SUPPLIED ENTRIES START
//! Per-transaction shadow state (§3 component F): the private view each
//! transaction keeps of the global resources it has touched, reconciled
//! with the outside world only at commit.

pub mod fd_tx;
pub mod file_tx;
pub mod ofd_tx;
SUPPLIED ENTRIES END
▶ PROBLEM TO WORK ON
Lines that contain "transaction" should be pulled from the entries above and reported.

▶ RESULT OF THIS TASK
//! Per-transaction shadow state (§3 component F): the private view each
//! transaction keeps of the global resources it has touched, reconciled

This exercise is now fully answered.